DATA FOR ANALYSIS Block Start
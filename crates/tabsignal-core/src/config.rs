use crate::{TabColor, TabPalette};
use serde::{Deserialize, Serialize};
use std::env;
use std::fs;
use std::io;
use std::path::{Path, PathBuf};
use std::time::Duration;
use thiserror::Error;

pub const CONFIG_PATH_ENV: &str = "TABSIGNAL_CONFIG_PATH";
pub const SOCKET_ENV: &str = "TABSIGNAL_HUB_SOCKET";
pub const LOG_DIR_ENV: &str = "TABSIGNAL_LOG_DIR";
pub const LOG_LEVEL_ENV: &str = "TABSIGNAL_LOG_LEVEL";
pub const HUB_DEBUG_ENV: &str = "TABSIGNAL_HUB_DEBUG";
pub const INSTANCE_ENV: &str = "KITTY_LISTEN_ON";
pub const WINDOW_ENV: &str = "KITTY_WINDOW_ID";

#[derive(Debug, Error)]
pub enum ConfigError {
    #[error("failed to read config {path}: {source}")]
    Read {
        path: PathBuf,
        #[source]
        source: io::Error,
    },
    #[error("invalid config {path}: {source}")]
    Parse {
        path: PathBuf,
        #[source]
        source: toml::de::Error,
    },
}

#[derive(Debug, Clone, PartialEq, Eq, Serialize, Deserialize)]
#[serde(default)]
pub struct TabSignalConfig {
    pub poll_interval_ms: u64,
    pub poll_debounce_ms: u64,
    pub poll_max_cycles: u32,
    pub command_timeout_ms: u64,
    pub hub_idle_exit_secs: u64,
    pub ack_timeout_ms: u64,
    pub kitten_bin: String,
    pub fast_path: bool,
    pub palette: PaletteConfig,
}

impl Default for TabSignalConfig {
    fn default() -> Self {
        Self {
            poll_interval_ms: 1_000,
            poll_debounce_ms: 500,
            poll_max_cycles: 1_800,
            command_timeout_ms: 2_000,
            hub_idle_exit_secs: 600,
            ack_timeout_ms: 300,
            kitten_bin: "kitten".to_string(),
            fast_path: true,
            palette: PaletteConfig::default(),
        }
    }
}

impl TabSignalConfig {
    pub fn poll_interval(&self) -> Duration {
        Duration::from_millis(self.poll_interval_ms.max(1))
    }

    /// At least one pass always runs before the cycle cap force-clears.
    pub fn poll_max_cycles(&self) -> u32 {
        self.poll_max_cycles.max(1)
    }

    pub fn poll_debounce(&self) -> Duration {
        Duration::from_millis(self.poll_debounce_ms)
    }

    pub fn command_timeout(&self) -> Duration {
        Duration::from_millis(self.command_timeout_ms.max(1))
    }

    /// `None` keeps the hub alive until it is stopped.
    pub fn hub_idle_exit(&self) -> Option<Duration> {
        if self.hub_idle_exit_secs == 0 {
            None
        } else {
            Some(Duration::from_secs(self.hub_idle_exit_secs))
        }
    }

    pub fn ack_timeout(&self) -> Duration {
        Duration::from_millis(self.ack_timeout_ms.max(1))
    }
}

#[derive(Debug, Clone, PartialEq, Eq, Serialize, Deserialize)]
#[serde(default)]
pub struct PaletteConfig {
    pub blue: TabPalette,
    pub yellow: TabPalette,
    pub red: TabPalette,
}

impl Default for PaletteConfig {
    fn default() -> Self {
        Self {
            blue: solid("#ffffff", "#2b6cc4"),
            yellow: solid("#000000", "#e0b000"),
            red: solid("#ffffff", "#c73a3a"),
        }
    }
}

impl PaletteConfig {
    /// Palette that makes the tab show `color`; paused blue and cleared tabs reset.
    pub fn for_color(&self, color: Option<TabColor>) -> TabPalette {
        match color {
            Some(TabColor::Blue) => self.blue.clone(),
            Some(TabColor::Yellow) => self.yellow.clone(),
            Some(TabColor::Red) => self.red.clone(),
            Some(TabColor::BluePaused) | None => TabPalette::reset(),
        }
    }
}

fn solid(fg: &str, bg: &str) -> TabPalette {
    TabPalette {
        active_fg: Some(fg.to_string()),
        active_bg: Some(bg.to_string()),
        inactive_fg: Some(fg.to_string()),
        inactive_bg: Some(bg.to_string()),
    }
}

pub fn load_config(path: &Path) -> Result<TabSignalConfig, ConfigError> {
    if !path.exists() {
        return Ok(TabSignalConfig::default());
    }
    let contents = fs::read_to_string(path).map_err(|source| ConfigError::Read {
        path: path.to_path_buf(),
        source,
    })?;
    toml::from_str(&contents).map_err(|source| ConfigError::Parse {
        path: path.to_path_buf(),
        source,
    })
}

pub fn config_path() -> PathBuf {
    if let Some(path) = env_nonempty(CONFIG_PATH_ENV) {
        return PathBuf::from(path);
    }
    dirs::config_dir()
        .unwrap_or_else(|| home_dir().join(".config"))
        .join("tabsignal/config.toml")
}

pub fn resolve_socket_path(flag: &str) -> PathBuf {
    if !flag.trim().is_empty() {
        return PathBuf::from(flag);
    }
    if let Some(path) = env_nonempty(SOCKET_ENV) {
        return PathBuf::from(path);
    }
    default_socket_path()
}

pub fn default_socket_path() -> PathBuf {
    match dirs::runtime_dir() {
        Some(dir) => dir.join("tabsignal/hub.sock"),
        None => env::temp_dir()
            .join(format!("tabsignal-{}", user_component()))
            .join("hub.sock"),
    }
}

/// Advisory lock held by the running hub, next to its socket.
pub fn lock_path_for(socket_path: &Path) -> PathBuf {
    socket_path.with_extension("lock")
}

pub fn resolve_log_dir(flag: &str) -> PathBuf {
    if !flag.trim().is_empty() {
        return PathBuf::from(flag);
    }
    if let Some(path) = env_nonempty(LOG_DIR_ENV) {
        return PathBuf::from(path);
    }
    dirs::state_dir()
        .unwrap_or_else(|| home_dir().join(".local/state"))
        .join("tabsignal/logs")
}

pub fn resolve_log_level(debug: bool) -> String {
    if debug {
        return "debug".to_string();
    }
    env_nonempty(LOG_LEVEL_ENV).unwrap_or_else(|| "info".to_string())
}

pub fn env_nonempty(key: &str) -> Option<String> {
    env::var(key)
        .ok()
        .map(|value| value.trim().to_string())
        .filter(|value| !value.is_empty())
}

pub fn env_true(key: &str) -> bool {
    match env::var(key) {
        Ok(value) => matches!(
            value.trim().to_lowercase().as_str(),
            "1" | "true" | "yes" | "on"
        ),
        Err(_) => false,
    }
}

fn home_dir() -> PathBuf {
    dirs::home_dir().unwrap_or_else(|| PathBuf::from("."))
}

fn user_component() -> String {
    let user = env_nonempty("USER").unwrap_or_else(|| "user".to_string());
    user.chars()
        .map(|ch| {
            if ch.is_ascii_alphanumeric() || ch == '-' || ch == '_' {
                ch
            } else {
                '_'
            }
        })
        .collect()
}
DATA FOR ANALYSIS Block End
YOUR OBJECTIVE
Your reply should be all of the data, returned exactly.

RESULT FOR THIS EXERCISE
filename crates/tabsignal-core/src/config.rs
use crate::{TabColor, TabPalette};
use serde::{Deserialize, Serialize};
use std::env;
use std::fs;
use std::io;
use std::path::{Path, PathBuf};
use std::time::Duration;
use thiserror::Error;

pub const CONFIG_PATH_ENV: &str = "TABSIGNAL_CONFIG_PATH";
pub const SOCKET_ENV: &str = "TABSIGNAL_HUB_SOCKET";
pub const LOG_DIR_ENV: &str = "TABSIGNAL_LOG_DIR";
pub const LOG_LEVEL_ENV: &str = "TABSIGNAL_LOG_LEVEL";
pub const HUB_DEBUG_ENV: &str = "TABSIGNAL_HUB_DEBUG";
pub const INSTANCE_ENV: &str = "KITTY_LISTEN_ON";
pub const WINDOW_ENV: &str = "KITTY_WINDOW_ID";

#[derive(Debug, Error)]
pub enum ConfigError {
    #[error("failed to read config {path}: {source}")]
    Read {
        path: PathBuf,
        #[source]
        source: io::Error,
    },
    #[error("invalid config {path}: {source}")]
    Parse {
        path: PathBuf,
        #[source]
        source: toml::de::Error,
    },
}

#[derive(Debug, Clone, PartialEq, Eq, Serialize, Deserialize)]
#[serde(default)]
pub struct TabSignalConfig {
    pub poll_interval_ms: u64,
    pub poll_debounce_ms: u64,
    pub poll_max_cycles: u32,
    pub command_timeout_ms: u64,
    pub hub_idle_exit_secs: u64,
    pub ack_timeout_ms: u64,
    pub kitten_bin: String,
    pub fast_path: bool,
    pub palette: PaletteConfig,
}

impl Default for TabSignalConfig {
    fn default() -> Self {
        Self {
            poll_interval_ms: 1_000,
            poll_debounce_ms: 500,
            poll_max_cycles: 1_800,
            command_timeout_ms: 2_000,
            hub_idle_exit_secs: 600,
            ack_timeout_ms: 300,
            kitten_bin: "kitten".to_string(),
            fast_path: true,
            palette: PaletteConfig::default(),
        }
    }
}

impl TabSignalConfig {
    pub fn poll_interval(&self) -> Duration {
        Duration::from_millis(self.poll_interval_ms.max(1))
    }

    /// At least one pass always runs before the cycle cap force-clears.
    pub fn poll_max_cycles(&self) -> u32 {
        self.poll_max_cycles.max(1)
    }

    pub fn poll_debounce(&self) -> Duration {
        Duration::from_millis(self.poll_debounce_ms)
    }

    pub fn command_timeout(&self) -> Duration {
        Duration::from_millis(self.command_timeout_ms.max(1))
    }

    /// `None` keeps the hub alive until it is stopped.
    pub fn hub_idle_exit(&self) -> Option<Duration> {
        if self.hub_idle_exit_secs == 0 {
            None
        } else {
            Some(Duration::from_secs(self.hub_idle_exit_secs))
        }
    }

    pub fn ack_timeout(&self) -> Duration {
        Duration::from_millis(self.ack_timeout_ms.max(1))
    }
}

#[derive(Debug, Clone, PartialEq, Eq, Serialize, Deserialize)]
#[serde(default)]
pub struct PaletteConfig {
    pub blue: TabPalette,
    pub yellow: TabPalette,
    pub red: TabPalette,
}

impl Default for PaletteConfig {
    fn default() -> Self {
        Self {
            blue: solid("#ffffff", "#2b6cc4"),
            yellow: solid("#000000", "#e0b000"),
            red: solid("#ffffff", "#c73a3a"),
        }
    }
}

impl PaletteConfig {
    /// Palette that makes the tab show `color`; paused blue and cleared tabs reset.
    pub fn for_color(&self, color: Option<TabColor>) -> TabPalette {
        match color {
            Some(TabColor::Blue) => self.blue.clone(),
            Some(TabColor::Yellow) => self.yellow.clone(),
            Some(TabColor::Red) => self.red.clone(),
            Some(TabColor::BluePaused) | None => TabPalette::reset(),
        }
    }
}

fn solid(fg: &str, bg: &str) -> TabPalette {
    TabPalette {
        active_fg: Some(fg.to_string()),
        active_bg: Some(bg.to_string()),
        inactive_fg: Some(fg.to_string()),
        inactive_bg: Some(bg.to_string()),
    }
}

pub fn load_config(path: &Path) -> Result<TabSignalConfig, ConfigError> {
    if !path.exists() {
        return Ok(TabSignalConfig::default());
    }
    let contents = fs::read_to_string(path).map_err(|source| ConfigError::Read {
        path: path.to_path_buf(),
        source,
    })?;
    toml::from_str(&contents).map_err(|source| ConfigError::Parse {
        path: path.to_path_buf(),
        source,
    })
}

pub fn config_path() -> PathBuf {
    if let Some(path) = env_nonempty(CONFIG_PATH_ENV) {
        return PathBuf::from(path);
    }
    dirs::config_dir()
        .unwrap_or_else(|| home_dir().join(".config"))
        .join("tabsignal/config.toml")
}

pub fn resolve_socket_path(flag: &str) -> PathBuf {
    if !flag.trim().is_empty() {
        return PathBuf::from(flag);
    }
    if let Some(path) = env_nonempty(SOCKET_ENV) {
        return PathBuf::from(path);
    }
    default_socket_path()
}

pub fn default_socket_path() -> PathBuf {
    match dirs::runtime_dir() {
        Some(dir) => dir.join("tabsignal/hub.sock"),
        None => env::temp_dir()
            .join(format!("tabsignal-{}", user_component()))
            .join("hub.sock"),
    }
}

/// Advisory lock held by the running hub, next to its socket.
pub fn lock_path_for(socket_path: &Path) -> PathBuf {
    socket_path.with_extension("lock")
}

pub fn resolve_log_dir(flag: &str) -> PathBuf {
    if !flag.trim().is_empty() {
        return PathBuf::from(flag);
    }
    if let Some(path) = env_nonempty(LOG_DIR_ENV) {
        return PathBuf::from(path);
    }
    dirs::state_dir()
        .unwrap_or_else(|| home_dir().join(".local/state"))
        .join("tabsignal/logs")
}

pub fn resolve_log_level(debug: bool) -> String {
    if debug {
        return "debug".to_string();
    }
    env_nonempty(LOG_LEVEL_ENV).unwrap_or_else(|| "info".to_string())
}

pub fn env_nonempty(key: &str) -> Option<String> {
    env::var(key)
        .ok()
        .map(|value| value.trim().to_string())
        .filter(|value| !value.is_empty())
}

pub fn env_true(key: &str) -> bool {
    match env::var(key) {
        Ok(value) => matches!(
            value.trim().to_lowercase().as_str(),
            "1" | "true" | "yes" | "on"
        ),
        Err(_) => false,
    }
}

fn home_dir() -> PathBuf {
    dirs::home_dir().unwrap_or_else(|| PathBuf::from("."))
}

fn user_component() -> String {
    let user = env_nonempty("USER").unwrap_or_else(|| "user".to_string());
    user.chars()
        .map(|ch| {
            if ch.is_ascii_alphanumeric() || ch == '-' || ch == '_' {
                ch
            } else {
                '_'
            }
        })
        .collect()
}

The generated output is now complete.